Im Visier 2252

Zugrunde liegender Roman: Arndt Elmmer - Welt der Ursuppe

Plot | Teil 2 | Rezension

Vorbemerkungen und Plot

Oder "Das Trauerspiel, das in der Suppe ertrank".


Plot:


Die im Trueben sieht man nicht, schon gar nicht, wenn sie
in der planetaren Ursuppe untergetaucht sind. So denkt wohl
auch unser alter Gourmet Atlan, als er ohne Plan und Furcht
aufbricht, eine weitere Schildwache fuer die bevorstehenden
Kroenungszeremonien der neuen Schildherren, die natuerlich
gaaanz zufaellig Rhodan und Atlan heissen sollen, aufzuwecken.
Es geht eben nichts ueber ein Spalier applaudierender Wuerdentraeger,
exotisch und doch vertraut, ebenmaessig, aber auf keinen
Fall geworhnlich, von edler Herkunft, aber nicht degeneriert,
die zudem die Einschaltquoten der Feierlichkeiten ganz
entschieden zum positiven beeinflussen koennen. (Nach dem
Debakel der geplatzten Bully-Hochzeiten, die nur auf
terranische Provinzprominenz setzte, moechte der RTL-Chef
1332 NGZ diesmal auf Nummer Sicher gehen.)

Zu Wasser, zu Lande und in der Luft sind die bereit der
kybernetischen Jamondi-Baggage zu zeigen, was eine
galaktische Harke ist.
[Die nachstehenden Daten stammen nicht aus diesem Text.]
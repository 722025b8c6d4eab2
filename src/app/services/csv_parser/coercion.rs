//! Numeric literal detection for unquoted CSV cells
//!
//! The test is permissive: an optional sign, digits with an optional
//! fractional part (or a bare fraction like `.5`), and an optional exponent.
//! Surrounding whitespace is already trimmed by the tokenizer.

use regex::Regex;
use std::sync::LazyLock;

static NUMERIC_LITERAL: LazyLock<Regex> = LazyLock::new(|| {
    Regex::new(r"^[+-]?(?:\d+(?:\.\d*)?|\.\d+)(?:[eE][+-]?\d+)?$")
        .expect("Invalid numeric literal regex")
});

/// True when `text` reads as a decimal number
pub fn is_numeric_literal(text: &str) -> bool {
    NUMERIC_LITERAL.is_match(text)
}

/// Parse `text` as a finite number when it is a numeric literal
pub fn coerce_number(text: &str) -> Option<f64> {
    if !is_numeric_literal(text) {
        return None;
    }
    text.parse::<f64>().ok().filter(|n| n.is_finite())
}

#[cfg(test)]
mod tests {
    use super::*;

    #[test]
    fn test_accepts_common_forms() {
        for text in ["0", "42", "-3", "+7", "3.14", "5.", ".5", "1e3", "-2.5E-2", "007"] {
            assert!(is_numeric_literal(text), "{text} should be numeric");
        }
    }

    #[test]
    fn test_rejects_text() {
        for text in ["", "-", ".", "abc", "12abc", "1,000", "1.2.3", "NaN", "Infinity", "e5"] {
            assert!(!is_numeric_literal(text), "{text} should not be numeric");
        }
    }

    #[test]
    fn test_coerce_number() {
        assert_eq!(coerce_number("28.5"), Some(28.5));
        assert_eq!(coerce_number("007"), Some(7.0));
        assert_eq!(coerce_number("n/a"), None);
        assert_eq!(coerce_number("1e999"), None);
    }
}
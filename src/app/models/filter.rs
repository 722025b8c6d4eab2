//! Record query configuration
//!
//! A [`FilterSpec`] describes a repository query. Every populated field is
//! AND-combined; an empty filter matches every record.

use super::RecordType;
use super::record_date::parse_calendar_date;
use crate::{Error, Result};
use chrono::NaiveDate;
use serde::{Deserialize, Serialize};

/// Inclusive calendar date range; either bound may be open
#[derive(Debug, Clone, Copy, Default, PartialEq, Eq, Serialize, Deserialize)]
pub struct DateRange {
    pub start: Option<NaiveDate>,
    pub end: Option<NaiveDate>,
}

impl DateRange {
    pub fn new(start: Option<NaiveDate>, end: Option<NaiveDate>) -> Self {
        Self { start, end }
    }

    /// Both bounds closed
    pub fn between(start: NaiveDate, end: NaiveDate) -> Self {
        Self::new(Some(start), Some(end))
    }

    /// Parse form inputs; blank text leaves that bound open
    pub fn parse(start: &str, end: &str) -> Result<Self> {
        Ok(Self::new(
            parse_bound(start, "dateRange.start")?,
            parse_bound(end, "dateRange.end")?,
        ))
    }

    pub fn contains(&self, date: NaiveDate) -> bool {
        self.start.is_none_or(|start| date >= start) && self.end.is_none_or(|end| date <= end)
    }

    pub fn is_open(&self) -> bool {
        self.start.is_none() && self.end.is_none()
    }
}

fn parse_bound(text: &str, field: &str) -> Result<Option<NaiveDate>> {
    if text.trim().is_empty() {
        return Ok(None);
    }
    parse_calendar_date(text)
        .map(Some)
        .ok_or_else(|| Error::validation(field, format!("Unrecognised date '{}'", text.trim())))
}

/// Exact-match location filter; unset parts match anything
#[derive(Debug, Clone, Default, PartialEq, Eq, Serialize, Deserialize)]
pub struct LocationFilter {
    pub city: Option<String>,
    pub barangay: Option<String>,
}

/// Record query description
#[derive(Debug, Clone, Default, PartialEq, Serialize, Deserialize)]
pub struct FilterSpec {
    #[serde(rename = "type")]
    pub record_type: Option<RecordType>,
    pub date_range: Option<DateRange>,
    pub location: Option<LocationFilter>,
    /// Case-insensitive substring searched across text fields and the value
    pub search: Option<String>,
    pub category: Option<String>,
}

impl FilterSpec {
    /// Filter that matches every record
    pub fn new() -> Self {
        Self::default()
    }

    pub fn with_type(mut self, record_type: RecordType) -> Self {
        self.record_type = Some(record_type);
        self
    }

    pub fn with_date_range(mut self, range: DateRange) -> Self {
        self.date_range = Some(range);
        self
    }

    pub fn with_city(mut self, city: impl Into<String>) -> Self {
        self.location.get_or_insert_with(LocationFilter::default).city = Some(city.into());
        self
    }

    pub fn with_barangay(mut self, barangay: impl Into<String>) -> Self {
        self.location
            .get_or_insert_with(LocationFilter::default)
            .barangay = Some(barangay.into());
        self
    }

    pub fn with_search(mut self, search: impl Into<String>) -> Self {
        self.search = Some(search.into());
        self
    }

    pub fn with_category(mut self, category: impl Into<String>) -> Self {
        self.category = Some(category.into());
        self
    }

    /// True when no field restricts the result
    pub fn is_empty(&self) -> bool {
        self.record_type.is_none()
            && self.date_range.is_none_or(|r| r.is_open())
            && self
                .location
                .as_ref()
                .is_none_or(|l| l.city.is_none() && l.barangay.is_none())
            && self.search.as_deref().is_none_or(|s| s.trim().is_empty())
            && self.category.is_none()
    }
}

#[cfg(test)]
mod tests {
    use super::*;

    #[test]
    fn test_date_range_inclusive_bounds() {
        let range = DateRange::between(
            NaiveDate::from_ymd_opt(2024, 1, 1).unwrap(),
            NaiveDate::from_ymd_opt(2024, 1, 31).unwrap(),
        );
        assert!(range.contains(NaiveDate::from_ymd_opt(2024, 1, 1).unwrap()));
        assert!(range.contains(NaiveDate::from_ymd_opt(2024, 1, 31).unwrap()));
        assert!(!range.contains(NaiveDate::from_ymd_opt(2024, 2, 1).unwrap()));
    }

    #[test]
    fn test_date_range_parse_open_and_invalid() {
        let range = DateRange::parse("", "03/31/2024").unwrap();
        assert_eq!(range.start, None);
        assert_eq!(range.end, NaiveDate::from_ymd_opt(2024, 3, 31));

        let err = DateRange::parse("not a date", "").unwrap_err();
        assert_eq!(err.field(), Some("dateRange.start"));
    }

    #[test]
    fn test_builder_and_emptiness() {
        assert!(FilterSpec::new().is_empty());
        assert!(FilterSpec::new().with_search("   ").is_empty());

        let spec = FilterSpec::new()
            .with_type(RecordType::Health)
            .with_barangay("Poblacion");
        assert!(!spec.is_empty());
        assert_eq!(
            spec.location.unwrap().barangay.as_deref(),
            Some("Poblacion")
        );
    }
}
//! Repository load statistics

use crate::app::models::RecordType;

/// Outcome of one `RecordRepository::load`
#[derive(Debug, Clone, Default, PartialEq, serde::Serialize, serde::Deserialize)]
pub struct LoadStats {
    pub records_loaded: usize,
    pub health_records: usize,
    pub climate_records: usize,
    pub intervention_records: usize,

    /// Records whose composite id repeated an earlier one and was re-keyed
    pub rekeyed_ids: usize,

    /// Records whose date is kept unparsed
    pub unparsed_dates: usize,
}

impl LoadStats {
    pub fn new() -> Self {
        Self::default()
    }

    pub(super) fn count(&mut self, record_type: RecordType) {
        self.records_loaded += 1;
        match record_type {
            RecordType::Health => self.health_records += 1,
            RecordType::Climate => self.climate_records += 1,
            RecordType::Intervention => self.intervention_records += 1,
        }
    }

    /// One-line summary for logging
    pub fn summary(&self) -> String {
        format!(
            "{} records ({} health, {} climate, {} intervention), {} re-keyed ids, {} unparsed dates",
            self.records_loaded,
            self.health_records,
            self.climate_records,
            self.intervention_records,
            self.rekeyed_ids,
            self.unparsed_dates
        )
    }
}
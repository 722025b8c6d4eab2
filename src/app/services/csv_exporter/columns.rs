//! Exportable columns

use crate::app::models::{CanonicalRecord, ValueField};
use serde::{Deserialize, Serialize};

/// One cell before escaping
#[derive(Debug, Clone, PartialEq, Eq)]
pub enum Cell {
    /// No value; renders as `""`
    Missing,
    Text(String),
}

impl Cell {
    fn from_option(value: Option<String>) -> Self {
        value.map_or(Cell::Missing, Cell::Text)
    }
}

/// A column of the export layout
#[derive(Debug, Clone, Copy, PartialEq, Eq, Hash, Serialize, Deserialize)]
pub enum ExportColumn {
    RecordId,
    RecordType,
    City,
    Barangay,
    Category,
    Value,
    Date,
    Source,
    Notes,
    CreatedAt,
    ModifiedAt,
    ImportedFrom,
    /// A climate metric or the primary value
    Metric(ValueField),
}

/// Layout of downloadable reports
pub const REPORT_COLUMNS: [ExportColumn; 10] = [
    ExportColumn::RecordId,
    ExportColumn::RecordType,
    ExportColumn::City,
    ExportColumn::Barangay,
    ExportColumn::Category,
    ExportColumn::Value,
    ExportColumn::Date,
    ExportColumn::Source,
    ExportColumn::Notes,
    ExportColumn::CreatedAt,
];

impl ExportColumn {
    pub fn header(&self) -> String {
        let name = match self {
            ExportColumn::RecordId => "Record ID",
            ExportColumn::RecordType => "Record Type",
            ExportColumn::City => "City",
            ExportColumn::Barangay => "Barangay",
            ExportColumn::Category => "Category",
            ExportColumn::Value => "Value",
            ExportColumn::Date => "Date",
            ExportColumn::Source => "Source",
            ExportColumn::Notes => "Notes",
            ExportColumn::CreatedAt => "Created At",
            ExportColumn::ModifiedAt => "Modified At",
            ExportColumn::ImportedFrom => "Imported From",
            ExportColumn::Metric(field) => return field.as_str().to_string(),
        };
        name.to_string()
    }

    /// Render this column for `record`
    pub fn cell(&self, record: &CanonicalRecord) -> Cell {
        match self {
            ExportColumn::RecordId => Cell::Text(record.id.to_string()),
            ExportColumn::RecordType => Cell::Text(record.record_type().to_string()),
            ExportColumn::City => Cell::Text(record.location.city.clone()),
            ExportColumn::Barangay => Cell::Text(record.location.barangay.clone()),
            ExportColumn::Category => Cell::Text(record.category.clone()),
            ExportColumn::Value => Cell::from_option(record.value.map(format_number)),
            ExportColumn::Date => Cell::Text(record.date.iso().unwrap_or_default()),
            ExportColumn::Source => Cell::Text(record.source.clone()),
            ExportColumn::Notes => Cell::from_option(record.notes.clone()),
            ExportColumn::CreatedAt => Cell::from_option(
                record
                    .metadata
                    .created_at
                    .map(|at| at.format("%Y-%m-%d").to_string()),
            ),
            ExportColumn::ModifiedAt => Cell::from_option(
                record
                    .metadata
                    .modified_at
                    .map(|at| at.format("%Y-%m-%d").to_string()),
            ),
            ExportColumn::ImportedFrom => Cell::from_option(record.metadata.imported_from.clone()),
            ExportColumn::Metric(field) => {
                Cell::from_option(record.field_value(*field).map(format_number))
            }
        }
    }
}

/// Shortest decimal form (`12`, `28.4`)
fn format_number(value: f64) -> String {
    value.to_string()
}
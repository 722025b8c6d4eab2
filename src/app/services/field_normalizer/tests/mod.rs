//! Test utilities and fixtures for field normalizer testing

use crate::app::services::csv_parser::{CsvParser, RawRow};

// Test modules
mod alias_tests;
mod health_tests;

/// Rows in the weather-station layout
pub fn weather_station_rows() -> Vec<RawRow> {
    CsvParser::default().parse(
        "uuid,City,Barangay,date,tave,tmin,tmax,heat_index,wind_speed,rh,solar_rad,uv_rad\n\
         ws-1,Davao City,Poblacion,2024-01-05,28.4,24.1,32.6,31.0,3.2,78,210.5,7.1\n\
         ws-2,,Talomo,2024-01-06,n/a,23.8,31.9,30.2,2.8,81,198.0,6.4\n",
    )
}

/// Rows in the barangay sensor layout
pub fn sensor_rows() -> Vec<RawRow> {
    CsvParser::default().parse(
        "barangay,date,time,temperature,humidity,soil_moisture,soil_temperature,rainfall\n\
         Buhangin,2024-03-01,06:00,26.5,88,41.2,25.1,12.5\n\
         ,2024-03-01,12:00,31.0,70,39.0,27.4,0\n",
    )
}

/// Rows in the disease dataset layout
pub fn disease_rows() -> Vec<RawRow> {
    CsvParser::default().parse(
        "Id,Date,Disease,Cases,Source\n\
         1,01/05/2024,Dengue Cases,12,PIDSR\n\
         2,13/45/2024,Respiratory Cases,,\n\
         ,02/03/2024,,seven,DOH\n",
    )
}
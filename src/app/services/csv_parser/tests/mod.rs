//! Test utilities and fixtures for CSV parser testing
//!
//! This module provides sample dataset text shared by the parser test modules.

mod tokenizer_tests;

/// Weather-station climate dataset in the published column layout
pub fn create_climate_csv() -> String {
    "uuid,City,Barangay,date,tave,tmin,tmax,heat_index,wind_speed,rh,solar_rad,uv_rad\n\
     c-1,Davao City,Poblacion,2024-01-05,28.4,24.1,32.6,31.0,3.2,78,210.5,7.1\n\
     c-2,Davao City,Talomo,2024-01-06,27.9,23.8,31.9,30.2,2.8,81,198.0,6.4\n\
     c-3,Davao City,Buhangin,2024-02-03,29.1,25.0,33.4,33.8,4.1,74,230.2,8.0\n"
        .to_string()
}

/// Disease dataset with US-style dates and a quoted source column
pub fn create_disease_csv() -> String {
    "Id,Date,Disease,Cases,Source\r\n\
     1,01/05/2024,Dengue Cases,12,\"PIDSR, Region XI\"\r\n\
     2,01/06/2024,Respiratory Cases,7,PIDSR\r\n\
     \r\n\
     3,02/03/2024,Dengue Cases,9,PIDSR\r\n"
        .to_string()
}
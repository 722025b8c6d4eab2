//! Dashboard-level aggregates
//!
//! Summary counts, chart series and the climate time series the dashboard
//! renders. All functions take a record slice (usually a repository query
//! result) and never mutate it.

use super::buckets::{BucketKey, GroupBy, Timeframe};
use super::engine::aggregate;
use super::reducers::FieldReduction;
use crate::app::models::{CanonicalRecord, RecordType, ValueField};
use chrono::{Days, NaiveDate};
use serde::Serialize;
use std::collections::{BTreeMap, BTreeSet};

/// Headline counts for the dashboard cards
#[derive(Debug, Clone, Default, PartialEq, Eq, Serialize)]
pub struct DashboardSummary {
    pub total_records: usize,
    pub health_records: usize,
    pub climate_records: usize,
    pub intervention_records: usize,
    /// Distinct barangays
    pub barangays: usize,
    /// Records dated within `recent_days` before the reference date
    pub recent_records: usize,
}

/// Count records by type, barangay and recency
pub fn summarize(records: &[CanonicalRecord], reference: NaiveDate, recent_days: u32) -> DashboardSummary {
    let cutoff = reference
        .checked_sub_days(Days::new(u64::from(recent_days)))
        .unwrap_or(NaiveDate::MIN);

    let mut summary = DashboardSummary {
        total_records: records.len(),
        ..DashboardSummary::default()
    };
    let mut barangays = BTreeSet::new();

    for record in records {
        match record.record_type() {
            RecordType::Health => summary.health_records += 1,
            RecordType::Climate => summary.climate_records += 1,
            RecordType::Intervention => summary.intervention_records += 1,
        }
        barangays.insert(record.location.barangay.as_str());
        if record
            .date
            .parsed()
            .is_some_and(|date| date >= cutoff && date <= reference)
        {
            summary.recent_records += 1;
        }
    }

    summary.barangays = barangays.len();
    summary
}

/// Records within `days` of the latest parsed date in the set
///
/// Records with unparsed dates are dropped. The window is anchored on the
/// data rather than today, so historical datasets still show a full window.
pub fn window_from_latest(records: &[CanonicalRecord], days: u32) -> Vec<CanonicalRecord> {
    let Some(latest) = records.iter().filter_map(|r| r.date.parsed()).max() else {
        return Vec::new();
    };
    let cutoff = latest
        .checked_sub_days(Days::new(u64::from(days)))
        .unwrap_or(NaiveDate::MIN);

    records
        .iter()
        .filter(|r| r.date.parsed().is_some_and(|date| date >= cutoff))
        .cloned()
        .collect()
}

/// Series behind the dashboard bar, pie and line charts
#[derive(Debug, Clone, Default, PartialEq, Serialize)]
pub struct ChartSeries {
    /// Summed value per category
    pub by_category: BTreeMap<String, f64>,

    /// Summed value per barangay
    pub by_location: BTreeMap<String, f64>,

    /// Summed value per date string and category, dates in chronological order
    pub by_date: Vec<(String, BTreeMap<String, f64>)>,

    /// Categories in first-seen order
    pub metrics: Vec<String>,

    /// Date strings in chronological order
    pub dates: Vec<String>,
}

/// Build chart series; missing values count as zero
pub fn chart_series(records: &[CanonicalRecord]) -> ChartSeries {
    let sum_value = [FieldReduction::sum(ValueField::Value)];

    let labelled = |group: GroupBy| -> BTreeMap<String, f64> {
        aggregate(records, |r| group.key(r), &sum_value)
            .into_iter()
            .map(|(key, summary)| (key.to_string(), summary.get(ValueField::Value)))
            .collect()
    };
    let by_category = labelled(GroupBy::Category);
    let by_location = labelled(GroupBy::Barangay);

    let per_day = aggregate(
        records,
        |r| Timeframe::Daily.key(r).map(|day| (day, r.category.clone())),
        &sum_value,
    );
    let mut by_date: Vec<(String, BTreeMap<String, f64>)> = Vec::new();
    let mut current: Option<BucketKey> = None;
    for ((day, category), summary) in per_day {
        if current.as_ref() != Some(&day) {
            by_date.push((day.to_string(), BTreeMap::new()));
            current = Some(day);
        }
        if let Some((_, categories)) = by_date.last_mut() {
            categories.insert(category, summary.get(ValueField::Value));
        }
    }

    let mut metrics: Vec<String> = Vec::new();
    for record in records {
        if !metrics.contains(&record.category) {
            metrics.push(record.category.clone());
        }
    }

    let dates = by_date.iter().map(|(date, _)| date.clone()).collect();

    ChartSeries {
        by_category,
        by_location,
        by_date,
        metrics,
        dates,
    }
}

/// One bucket of the climate time series
#[derive(Debug, Clone, PartialEq, Serialize)]
pub struct ClimatePoint {
    pub label: String,
    /// Calendar position of the bucket; weekly labels alone repeat every month
    pub year: Option<i32>,
    pub month: Option<u32>,
    pub records: usize,
    pub temperature: f64,
    pub humidity: f64,
    pub soil_moisture: f64,
    pub soil_temperature: f64,
    /// Summed, unlike the averaged readings
    pub rainfall: f64,
}

/// Climate readings bucketed by `timeframe`, in chronological order
pub fn climate_series(records: &[CanonicalRecord], timeframe: Timeframe) -> Vec<ClimatePoint> {
    let reductions = [
        FieldReduction::mean(ValueField::Temperature),
        FieldReduction::mean(ValueField::Humidity),
        FieldReduction::mean(ValueField::SoilMoisture),
        FieldReduction::mean(ValueField::SoilTemperature),
        FieldReduction::sum(ValueField::Rainfall),
    ];

    aggregate(
        records,
        |r| match r.record_type() {
            RecordType::Climate => timeframe.key(r),
            _ => None,
        },
        &reductions,
    )
    .into_iter()
    .map(|(key, summary)| ClimatePoint {
        label: key.to_string(),
        year: key.year_month().map(|(year, _)| year),
        month: key.year_month().map(|(_, month)| month),
        records: summary.record_count,
        temperature: summary.get(ValueField::Temperature),
        humidity: summary.get(ValueField::Humidity),
        soil_moisture: summary.get(ValueField::SoilMoisture),
        soil_temperature: summary.get(ValueField::SoilTemperature),
        rainfall: summary.get(ValueField::Rainfall),
    })
    .collect()
}

/// Record counts and date coverage of a collection
#[derive(Debug, Clone, Default, PartialEq, Eq, Serialize)]
pub struct DataOverview {
    pub counts: BTreeMap<RecordType, usize>,
    pub earliest: Option<NaiveDate>,
    pub latest: Option<NaiveDate>,
    pub unparsed_dates: usize,
}

pub fn data_overview(records: &[CanonicalRecord]) -> DataOverview {
    let mut overview = DataOverview::default();
    for record in records {
        *overview.counts.entry(record.record_type()).or_insert(0) += 1;
        match record.date.parsed() {
            Some(date) => {
                overview.earliest = Some(overview.earliest.map_or(date, |e| e.min(date)));
                overview.latest = Some(overview.latest.map_or(date, |l| l.max(date)));
            }
            None => overview.unparsed_dates += 1,
        }
    }
    overview
}

/// Two-decimal rendering for charts and report previews; non-finite input renders as zero
pub fn format_two_decimals(value: f64) -> String {
    if value.is_finite() {
        format!("{:.2}", value)
    } else {
        "0.00".to_string()
    }
}
//! Bucket keys and grouping strategies
//!
//! Weekly buckets number weeks within the calendar month, `ceil(day / 7)`,
//! so day 29 to 31 form a fifth week. Their label is `Week N, YYYY`, but the
//! key also carries the month so the same week number in different months
//! never shares a bucket. Monthly labels are `YYYY-M` with an unpadded month.

use crate::app::models::CanonicalRecord;
use crate::{Error, Result};
use chrono::{Datelike, NaiveDate};
use serde::{Deserialize, Serialize};
use std::cmp::Ordering;
use std::fmt;
use std::str::FromStr;

/// Key of one aggregation bucket
#[derive(Debug, Clone, PartialEq, Eq, Hash)]
pub enum BucketKey {
    /// The record's date string as published
    Day {
        date: Option<NaiveDate>,
        raw: String,
    },
    Week {
        year: i32,
        month: u32,
        week: u32,
    },
    Month {
        year: i32,
        month: u32,
    },
    /// Category, barangay, city or other text grouping
    Label(String),
}

impl BucketKey {
    pub fn day(date: Option<NaiveDate>, raw: impl Into<String>) -> Self {
        BucketKey::Day {
            date,
            raw: raw.into(),
        }
    }

    /// Week-of-month bucket containing `date`
    pub fn week_of(date: NaiveDate) -> Self {
        BucketKey::Week {
            year: date.year(),
            month: date.month(),
            week: date.day().div_ceil(7),
        }
    }

    pub fn month_of(date: NaiveDate) -> Self {
        BucketKey::Month {
            year: date.year(),
            month: date.month(),
        }
    }

    pub fn label(text: impl Into<String>) -> Self {
        BucketKey::Label(text.into())
    }

    /// Display label used by charts and report previews
    pub fn display_label(&self) -> String {
        self.to_string()
    }

    /// Calendar year and month of a temporal key
    ///
    /// Weekly labels omit the month, so this is what tells week 1 of January
    /// from week 1 of February. Unparsed days and labels have none.
    pub fn year_month(&self) -> Option<(i32, u32)> {
        match self {
            BucketKey::Day { date, .. } => date.map(|d| (d.year(), d.month())),
            BucketKey::Week { year, month, .. } | BucketKey::Month { year, month } => {
                Some((*year, *month))
            }
            BucketKey::Label(_) => None,
        }
    }

    fn rank(&self) -> u8 {
        match self {
            BucketKey::Day { .. } => 0,
            BucketKey::Week { .. } => 1,
            BucketKey::Month { .. } => 2,
            BucketKey::Label(_) => 3,
        }
    }
}

impl fmt::Display for BucketKey {
    fn fmt(&self, f: &mut fmt::Formatter<'_>) -> fmt::Result {
        match self {
            BucketKey::Day { raw, .. } => f.write_str(raw),
            BucketKey::Week { year, week, .. } => write!(f, "Week {}, {}", week, year),
            BucketKey::Month { year, month } => write!(f, "{}-{}", year, month),
            BucketKey::Label(text) => f.write_str(text),
        }
    }
}

impl Ord for BucketKey {
    /// Chronological for temporal keys; unparsed days sort after parsed ones
    fn cmp(&self, other: &Self) -> Ordering {
        match (self, other) {
            (
                BucketKey::Day { date: a, raw: ra },
                BucketKey::Day { date: b, raw: rb },
            ) => match (a, b) {
                (Some(a), Some(b)) => a.cmp(b).then_with(|| ra.cmp(rb)),
                (Some(_), None) => Ordering::Less,
                (None, Some(_)) => Ordering::Greater,
                (None, None) => ra.cmp(rb),
            },
            (
                BucketKey::Week {
                    year: ya,
                    month: ma,
                    week: wa,
                },
                BucketKey::Week {
                    year: yb,
                    month: mb,
                    week: wb,
                },
            ) => (ya, ma, wa).cmp(&(yb, mb, wb)),
            (
                BucketKey::Month { year: ya, month: ma },
                BucketKey::Month { year: yb, month: mb },
            ) => (ya, ma).cmp(&(yb, mb)),
            (BucketKey::Label(a), BucketKey::Label(b)) => a.cmp(b),
            _ => self.rank().cmp(&other.rank()),
        }
    }
}

impl PartialOrd for BucketKey {
    fn partial_cmp(&self, other: &Self) -> Option<Ordering> {
        Some(self.cmp(other))
    }
}

/// Temporal bucketing strategy
#[derive(Debug, Clone, Copy, Default, PartialEq, Eq, Hash, Serialize, Deserialize)]
#[serde(rename_all = "lowercase")]
pub enum Timeframe {
    #[default]
    Daily,
    Weekly,
    Monthly,
}

impl Timeframe {
    /// Bucket for a record
    ///
    /// Daily buckets use the date text as published, so even unparsed dates
    /// get a bucket. Weekly and monthly buckets need a calendar date.
    pub fn key(&self, record: &CanonicalRecord) -> Option<BucketKey> {
        match self {
            Timeframe::Daily => Some(BucketKey::day(record.date.parsed(), record.date.raw())),
            Timeframe::Weekly => record.date.parsed().map(BucketKey::week_of),
            Timeframe::Monthly => record.date.parsed().map(BucketKey::month_of),
        }
    }

    pub fn as_str(&self) -> &'static str {
        match self {
            Timeframe::Daily => "daily",
            Timeframe::Weekly => "weekly",
            Timeframe::Monthly => "monthly",
        }
    }
}

impl fmt::Display for Timeframe {
    fn fmt(&self, f: &mut fmt::Formatter<'_>) -> fmt::Result {
        f.write_str(self.as_str())
    }
}

impl FromStr for Timeframe {
    type Err = Error;

    fn from_str(s: &str) -> Result<Self> {
        match s.trim().to_lowercase().as_str() {
            "daily" => Ok(Timeframe::Daily),
            "weekly" => Ok(Timeframe::Weekly),
            "monthly" => Ok(Timeframe::Monthly),
            other => Err(Error::validation(
                "timeframe",
                format!("Unknown timeframe '{}': expected daily, weekly or monthly", other),
            )),
        }
    }
}

/// Built-in grouping strategies
#[derive(Debug, Clone, Copy, PartialEq, Eq, Hash, Serialize, Deserialize)]
pub enum GroupBy {
    Date(Timeframe),
    Category,
    Barangay,
    City,
    RecordType,
}

impl GroupBy {
    pub fn key(&self, record: &CanonicalRecord) -> Option<BucketKey> {
        match self {
            GroupBy::Date(timeframe) => timeframe.key(record),
            GroupBy::Category => Some(BucketKey::label(&record.category)),
            GroupBy::Barangay => Some(BucketKey::label(&record.location.barangay)),
            GroupBy::City => Some(BucketKey::label(&record.location.city)),
            GroupBy::RecordType => Some(BucketKey::label(record.record_type().as_str())),
        }
    }
}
Wobei das zunehmend konfusere
Herumschwimmen in der Suppe wohl mehr und mehr aufs Gemuet
und die Intelligenz der kuehnen Sucher schlaegt, sodass sie
nicht mehr erkennen, dass sie selbst es sind, die von einer
uebergeordneten Macht durch den gar milchigen Kakao gezogen
werden.

Von Teletubbies geklonte Kybbs und galaktische Helden im
Ausgedinge wetteifern darum, wer schneller und ausdauernder
wegschauen und Augenschliessen kann.

Nachdem der expokratische Zauberstab eine zeitlang in der
Suppe herumgeruehrt hat, verlassen die Pappenheimer aus
dem Textverarbeitungsprogramm den Ort des Grauens zwar
um keine Erfahrung aber um einen weiteren Statisten reicher.


Und die Moral von der Geschicht': Mit Suppen spielt man nicht!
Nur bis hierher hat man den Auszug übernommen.